L’enfant marche, silencieux ; il regarde avec calme la ville, sans hâter le pas. Frêle et solitaire, il semble apporter quelque chose d’indispensable et que tout le monde attendait depuis longtemps là-bas, dans la cité, où déjà des feux bleus, jaunes et rouges s’allument pour l’accueillir.

Le crépuscule s’est éteint. Les croix, les girouettes et les toits de fer des tours ont fondu et disparu ; la ville est devenue plus petite, plus basse et semble se serrer plus étroitement encore contre la terre muette.

Un nuage opalin de couleur transparente s’élève et se développe au-dessus de la cité ; une vapeur phosphorescente et jaunâtre se répand irrégulièrement sur le gris réseau des édifices massés. À présent, la ville ne paraît plus anéantie par l’incendie et inondée de sang ; les lignes brisées des toits et des murailles ont quelque chose de féerique, mais en même temps d’inachevé, d’incomplet, comme si celui qui avait bâti cette grande agglomération était fatigué et dormait, ou que, désillusionné, il eût abandonné sa tâche et fût parti, à moins encore qu’ayant perdu la foi, il ne fût mort.

Cependant la ville, vivante, est animée de l’accablant désir de se voir belle et fièrement dressée vers le soleil.
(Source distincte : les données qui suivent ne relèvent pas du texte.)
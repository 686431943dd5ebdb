use crate::humanize::ByteSize;
use serde::{Deserialize, Serialize};
use std::net::SocketAddr;
use std::path::PathBuf;

/// Top-level configuration
#[derive(Debug, Clone, Default, Deserialize, Serialize)]
pub struct Config {
    #[serde(default)]
    pub server: ServerConfig,
    #[serde(default)]
    pub storage: StorageConfig,
    #[serde(default)]
    pub tools: ToolsConfig,
    #[serde(default)]
    pub download: DownloadConfig,
    #[serde(default)]
    pub streaming: StreamingConfig,
    #[serde(default)]
    pub jobs: JobsConfig,
    #[serde(default)]
    pub retention: RetentionConfig,
    #[serde(default)]
    pub telemetry: TelemetryConfig,
}

/// HTTP server configuration
#[derive(Debug, Clone, Deserialize, Serialize)]
pub struct ServerConfig {
    #[serde(default = "default_bind_addr")]
    pub bind_addr: SocketAddr,
    /// Directory with a prebuilt frontend, served for unmatched paths
    #[serde(default)]
    pub static_dir: Option<PathBuf>,
}

impl Default for ServerConfig {
    fn default() -> Self {
        Self {
            bind_addr: default_bind_addr(),
            static_dir: None,
        }
    }
}

fn default_bind_addr() -> SocketAddr {
    SocketAddr::from(([0, 0, 0, 0], 8000))
}

/// Where job artifacts are written
#[derive(Debug, Clone, Deserialize, Serialize)]
pub struct StorageConfig {
    #[serde(default = "default_downloads_dir")]
    pub downloads_dir: PathBuf,
}

impl Default for StorageConfig {
    fn default() -> Self {
        Self {
            downloads_dir: default_downloads_dir(),
        }
    }
}

fn default_downloads_dir() -> PathBuf {
    std::env::temp_dir().join("media-downloader")
}

/// External executables and how to drive them
#[derive(Debug, Clone, Deserialize, Serialize)]
pub struct ToolsConfig {
    #[serde(default = "default_ytdlp")]
    pub ytdlp: String,
    #[serde(default = "default_ffmpeg")]
    pub ffmpeg: String,
    #[serde(default = "default_aria2c")]
    pub aria2c: String,
    #[serde(default = "default_spotdl")]
    pub spotdl: String,
    /// Interpreter used to check whether `curl_cffi` is importable
    #[serde(default = "default_python")]
    pub python: String,
    /// JavaScript runtimes to look for, in order of preference
    #[serde(default = "default_js_runtimes")]
    pub js_runtimes: Vec<String>,
    /// Browser whose cookie jar is used for hosts that demand sign-in
    #[serde(default = "default_cookies_browser")]
    pub cookies_browser: String,
    #[serde(default = "default_impersonate_target")]
    pub impersonate_target: String,
}

impl Default for ToolsConfig {
    fn default() -> Self {
        Self {
            ytdlp: default_ytdlp(),
            ffmpeg: default_ffmpeg(),
            aria2c: default_aria2c(),
            spotdl: default_spotdl(),
            python: default_python(),
            js_runtimes: default_js_runtimes(),
            cookies_browser: default_cookies_browser(),
            impersonate_target: default_impersonate_target(),
        }
    }
}

fn default_ytdlp() -> String {
    "yt-dlp".to_string()
}

fn default_ffmpeg() -> String {
    "ffmpeg".to_string()
}

fn default_aria2c() -> String {
    "aria2c".to_string()
}

fn default_spotdl() -> String {
    "spotdl".to_string()
}

fn default_python() -> String {
    "python3".to_string()
}

fn default_js_runtimes() -> Vec<String> {
    vec!["deno".to_string(), "node".to_string()]
}

fn default_cookies_browser() -> String {
    "chrome".to_string()
}

fn default_impersonate_target() -> String {
    "chrome".to_string()
}

/// Throughput tuning handed to the extraction backend
#[derive(Debug, Clone, Deserialize, Serialize)]
pub struct DownloadConfig {
    #[serde(default = "default_concurrent_fragments")]
    pub concurrent_fragments: u32,
    #[serde(default = "default_buffer_size")]
    pub buffer_size: ByteSize,
    #[serde(default = "default_http_chunk_size")]
    pub http_chunk_size: ByteSize,
    /// aria2c connections per server; distro builds cap this at 16
    #[serde(default = "default_aria2c_connections")]
    pub aria2c_connections: u32,
    #[serde(default = "default_aria2c_splits")]
    pub aria2c_splits: u32,
}

impl Default for DownloadConfig {
    fn default() -> Self {
        Self {
            concurrent_fragments: default_concurrent_fragments(),
            buffer_size: default_buffer_size(),
            http_chunk_size: default_http_chunk_size(),
            aria2c_connections: default_aria2c_connections(),
            aria2c_splits: default_aria2c_splits(),
        }
    }
}

fn default_concurrent_fragments() -> u32 {
    5000
}

fn default_buffer_size() -> ByteSize {
    ByteSize::mib(4)
}

fn default_http_chunk_size() -> ByteSize {
    ByteSize::mib(100)
}

fn default_aria2c_connections() -> u32 {
    16
}

fn default_aria2c_splits() -> u32 {
    5000
}

/// Bounds for the music-streaming helper tool
#[derive(Debug, Clone, Deserialize, Serialize)]
pub struct StreamingConfig {
    #[serde(default = "default_metadata_timeout_secs")]
    pub metadata_timeout_secs: u64,
    #[serde(default = "default_download_timeout_secs")]
    pub download_timeout_secs: u64,
}

impl Default for StreamingConfig {
    fn default() -> Self {
        Self {
            metadata_timeout_secs: default_metadata_timeout_secs(),
            download_timeout_secs: default_download_timeout_secs(),
        }
    }
}

fn default_metadata_timeout_secs() -> u64 {
    30
}

fn default_download_timeout_secs() -> u64 {
    300
}

/// What to do when the admission queue is full
#[derive(Debug, Clone, Copy, PartialEq, Eq, Default, Deserialize, Serialize)]
#[serde(rename_all = "lowercase")]
pub enum AdmissionPolicy {
    /// Fail the submission immediately
    #[default]
    Reject,
    /// Wait for a free slot
    Block,
}

/// Worker pool sizing
#[derive(Debug, Clone, Deserialize, Serialize)]
pub struct JobsConfig {
    #[serde(default = "default_workers")]
    pub workers: usize,
    #[serde(default = "default_queue_capacity")]
    pub queue_capacity: usize,
    #[serde(default)]
    pub admission: AdmissionPolicy,
}

impl Default for JobsConfig {
    fn default() -> Self {
        Self {
            workers: default_workers(),
            queue_capacity: default_queue_capacity(),
            admission: AdmissionPolicy::default(),
        }
    }
}

fn default_workers() -> usize {
    4
}

fn default_queue_capacity() -> usize {
    64
}

/// Retention of finished jobs and their artifacts
#[derive(Debug, Clone, Deserialize, Serialize)]
pub struct RetentionConfig {
    #[serde(default = "default_job_ttl_secs")]
    pub job_ttl_secs: u64,
    #[serde(default = "default_sweep_interval_secs")]
    pub sweep_interval_secs: u64,
}

impl Default for RetentionConfig {
    fn default() -> Self {
        Self {
            job_ttl_secs: default_job_ttl_secs(),
            sweep_interval_secs: default_sweep_interval_secs(),
        }
    }
}

fn default_job_ttl_secs() -> u64 {
    3600
}

fn default_sweep_interval_secs() -> u64 {
    300
}

#[derive(Debug, Clone, Deserialize, Serialize)]
pub struct TelemetryConfig {
    #[serde(default = "default_log_filter")]
    pub log_filter: String,
}

impl Default for TelemetryConfig {
    fn default() -> Self {
        Self {
            log_filter: default_log_filter(),
        }
    }
}

fn default_log_filter() -> String {
    "info".to_string()
}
Elle geint dans le délire de ses innombrables aspirations de bonheur ; elle est agitée par une ardente volonté de vivre ; dans le sombre silence des champs qui l’entourent, s’écoulent en ruisseaux paisibles des sons étouffés ; la noire coupe du ciel se remplit de plus en plus d’une clarté trouble et angoissée.

L’enfant s’arrête, hoche la tête, lève les sourcils ; de ses yeux hardis et calmes, il regarde au-devant de lui ; il presse le pas et s’élance…

Et la nuit qui le suit lui dit tout bas, avec la voix caressante d’une mère :

— C’est le moment, enfant, va… On t’attend… »

—…Il est impossible d’écrire cela, naturellement, conclut le jeune musicien avec un sourire pensif.

Puis, après un instant de silence, il joignit les mains, et s’exclama anxieusement :

— Sainte Vierge ! Qu’est-ce qui l’attend dans la vie, cet enfant !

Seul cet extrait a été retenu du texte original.